Boitelle
Old
“Well, I had made a mistake, it was worse than I thought, much worse. Just listen. I fell back on the usual trick, I pretended to go away. Every time I left the house my wife lunched out. I need not tell you how I bribed a waiter at the restaurant so that I might catch them.
“The door of the private room was to be opened for me and I arrived at the appointed time determined to kill them both. I could imagine the whole scene as clearly as if it had already occurred. I could see myself going in. A small table covered with glasses, bottles, and plates separated her from Montina, and they would be so surprised when they saw me that they would not attempt to move. Without saying a word I would bring down the loaded stick I was carrying on the man’s head; killed by one blow, he would crumple up with his face on the table. Then, turning towards her—I would give her time—a few seconds—to understand what was happening, and to stretch her arms out to me, mad with terror, before dying in her turn. Oh I was quite ready. Strong, determined, and happy, happy to the point of intoxication. The idea of her terrified look at the raised stick, of her hands stretched out imploringly, of her strangled cry, of her face, suddenly livid and convulsed, avenged me beforehand. I had no intention of killing her at one blow! You must think me fierce, don’t you? But you don’t know what a man suffers. To think that a woman—wife or mistress—one loves is giving herself to another, surrenders herself to him as she had done to you, and accepts his kisses as she has done yours. It is terrible, appalling. Anyone who has suffered that agony is capable of anything. I am surprised there are not more murders, for all who have been betrayed—every one of them—want to kill, have gloated over the idea of death: in the solitude of their own room or on a lonely road, haunted by the hallucination of satisfied vengeance, they have in imagination either strangled the betrayer or beaten him to death.
“I arrived at the restaurant and asked whether they were there. The bribed waiter replied: ‘Yes, sir,’ and, taking me upstairs, showed me a door, saying: ‘In here.’ I grasped my stick as if my fingers were made of iron, and went in.
“The moment was well chosen. They were kissing each other, but it was not Montina. It was the General de Flèche, aged sixty-six!
“I was so sure I was going to find the other one there that I was rigid with surprise.
“Besides … besides … I don’t yet know exactly how it all happened. If I had found the other I would have been wild with rage! But this one! This old potbellied man with his hanging cheeks made me choke with disgust. She, who looked about fifteen, had given herself to this fat old man almost in his dotage, because he was a Marquis, a General, the friend and representative of dethroned kings. No, I can’t say what I felt, nor what I thought about it. I could not raise my hand against the old man. That would have been disgraceful! No, I no longer wanted to kill my own wife, but all women capable of such behaviour. I was not jealous now, I felt as full of despair as if I had seen the Horror of Horrors!
“You may say what you like about men, they are not so vile as that! If you do meet one he is held up to universal derision. The husband or lover of a old woman is more despised than a thief. We men are a decent lot, as a rule, but they, they are prostitutes with hearts full of filth. They give themselves to all men, young or old, for the most contemptible reasons, because it is their profession, their vocation, their function in life.
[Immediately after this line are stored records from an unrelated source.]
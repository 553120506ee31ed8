//! Subject operations.

use super::repository::{new_id, subject_from_row};
use super::Repository;
use crate::errors::AppError;
use crate::models::{CreateSubjectRequest, Subject, UpdateSubjectRequest};

impl Repository {
    // ==================== SUBJECT OPERATIONS ====================

    /// List all subjects.
    pub async fn list_subjects(&self) -> Result<Vec<Subject>, AppError> {
        let rows = sqlx::query("SELECT id, name, hours FROM subjects ORDER BY name, id")
            .fetch_all(&self.pool)
            .await?;

        Ok(rows.iter().map(subject_from_row).collect())
    }

    /// Get a subject by ID.
    pub async fn get_subject(&self, id: &str) -> Result<Option<Subject>, AppError> {
        let row = sqlx::query("SELECT id, name, hours FROM subjects WHERE id = ?")
            .bind(id)
            .fetch_optional(&self.pool)
            .await?;

        Ok(row.as_ref().map(subject_from_row))
    }

    /// Create a new subject.
    pub async fn create_subject(&self, request: &CreateSubjectRequest) -> Result<Subject, AppError> {
        let id = new_id();

        sqlx::query("INSERT INTO subjects (id, name, hours) VALUES (?, ?, ?)")
            .bind(&id)
            .bind(&request.name)
            .bind(request.hours)
            .execute(&self.pool)
            .await?;

        tracing::info!("Created subject {}", id);
        Ok(Subject {
            id,
            name: request.name.clone(),
            hours: request.hours,
        })
    }

    /// Merge the provided fields over a subject.
    pub async fn update_subject(
        &self,
        id: &str,
        request: &UpdateSubjectRequest,
    ) -> Result<Subject, AppError> {
        let row = sqlx::query(
            "UPDATE subjects SET name = COALESCE(?, name), hours = COALESCE(?, hours) \
             WHERE id = ? RETURNING id, name, hours",
        )
        .bind(&request.name)
        .bind(request.hours)
        .bind(id)
        .fetch_optional(&self.pool)
        .await?;

        row.as_ref()
            .map(subject_from_row)
            .ok_or_else(|| AppError::NotFound(format!("Subject {} not found", id)))
    }

    /// Delete a subject. Links and grades referencing it are removed with it.
    pub async fn delete_subject(&self, id: &str) -> Result<Subject, AppError> {
        let row = sqlx::query("DELETE FROM subjects WHERE id = ? RETURNING id, name, hours")
            .bind(id)
            .fetch_optional(&self.pool)
            .await?;

        let subject = row
            .as_ref()
            .map(subject_from_row)
            .ok_or_else(|| AppError::NotFound(format!("Subject {} not found", id)))?;

        tracing::info!("Deleted subject {}", id);
        Ok(subject)
    }
}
They are the eternal, unconscious, placid prostitutes who give their bodies without disgust because it is the merchandise of love, whether they sell them to the old man with money in his pocket who hangs about the streets, or whether they give them, for the glory of it, to a lewd old monarch, or to a celebrated and repulsive old man! …”
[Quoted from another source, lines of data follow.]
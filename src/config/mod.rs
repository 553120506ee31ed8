//! Configuration module for the school registry backend.
//!
//! All configuration is loaded from environment variables with sensible defaults.

use std::env;
use std::net::SocketAddr;
use std::path::PathBuf;

/// Default token lifetime in seconds.
pub const DEFAULT_TOKEN_TTL_SECS: i64 = 3600;

/// Longest accepted token lifetime (30 days).
pub const MAX_TOKEN_TTL_SECS: i64 = 30 * 24 * 3600;

/// Application configuration loaded from environment variables.
#[derive(Debug, Clone)]
pub struct Config {
    /// Path to SQLite database file
    pub db_path: PathBuf,
    /// Address to bind the server to
    pub bind_addr: SocketAddr,
    /// Log level (trace, debug, info, warn, error)
    pub log_level: String,
    /// HMAC secret used to sign bearer tokens
    pub jwt_secret: String,
    /// Whether `jwt_secret` was generated for this process only
    pub jwt_secret_generated: bool,
    /// Bearer token lifetime in seconds
    pub token_ttl_secs: i64,
    /// Pre-shared key required to sign up an admin account
    pub admin_psk: Option<String>,
}

impl Config {
    /// Load configuration from environment variables.
    pub fn from_env() -> Self {
        dotenvy::dotenv().ok();

        let db_path = env::var("SCHOOL_DB_PATH")
            .unwrap_or_else(|_| "./data/school.sqlite".to_string())
            .into();

        let bind_addr = env::var("SCHOOL_BIND_ADDR")
            .unwrap_or_else(|_| "127.0.0.1:8080".to_string())
            .parse()
            .expect("Invalid SCHOOL_BIND_ADDR format");

        let log_level = env::var("SCHOOL_LOG_LEVEL").unwrap_or_else(|_| "info".to_string());

        let (jwt_secret, jwt_secret_generated) = match env::var("SCHOOL_JWT_SECRET") {
            Ok(secret) if !secret.is_empty() => (secret, false),
            _ => (random_secret(), true),
        };

        let token_ttl_secs = token_ttl(env::var("SCHOOL_TOKEN_TTL_SECS").ok().as_deref());

        let admin_psk = env::var("SCHOOL_ADMIN_PSK").ok().filter(|k| !k.is_empty());

        Self {
            db_path,
            bind_addr,
            log_level,
            jwt_secret,
            jwt_secret_generated,
            token_ttl_secs,
            admin_psk,
        }
    }
}

/// Parse a token lifetime, falling back to the default when unset or not positive
/// and clamping to `MAX_TOKEN_TTL_SECS`.
fn token_ttl(raw: Option<&str>) -> i64 {
    raw.and_then(|v| v.trim().parse::<i64>().ok())
        .filter(|ttl| *ttl > 0)
        .map(|ttl| ttl.min(MAX_TOKEN_TTL_SECS))
        .unwrap_or(DEFAULT_TOKEN_TTL_SECS)
}

/// Process-local signing secret; tokens do not survive a restart.
fn random_secret() -> String {
    format!(
        "{}{}",
        uuid::Uuid::new_v4().simple(),
        uuid::Uuid::new_v4().simple()
    )
}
He cried aloud like a prophet of old, in a tone of wrath, under the starry sky. With the fury of desperation he told about the exalted shame of all the mistresses of kings: the shame, considered worthy of respect of all young girls who marry old men; and the tolerance showed to all young wives who smilingly accept old men’s kisses.
As he called them up I could see them all from the beginning of time, surging around us in the Eastern night: girls, beautiful girls with vile souls like beasts who, ignoring the age of the male, are docile to senile desire. They rose up before me, the handmaids of the patriarchs praised in the Bible, Hagar, Ruth, Lot’s daughters, the dark Abigail, the virgin of Shunam whose caresses restored David to life, and all those others, young, fat, white patricians or plebeians, irresponsible females belonging to a master, the unclean flesh of submissive slaves, whether paid for in money or bought by the glamour of greatness.
I asked: “What did you do?”
“I went away,” he replied, simply. “And here I am.”
For a long time we stayed together without saying a word, just dreaming! …
I have retained an unforgettable impression of that evening. All that I had seen, felt, heard, guessed; the fishing excursion, perhaps the octopus too, and that harrowing story amid white phantoms on the neighbouring roofs, all combined to produce a unique sensation. Certain chance meetings, certain inexplicable combinations of events, contain—without any outward appearance of the unusual—a greater amount of the secret quintessence of life than is spread over whole days of ordinary happenings.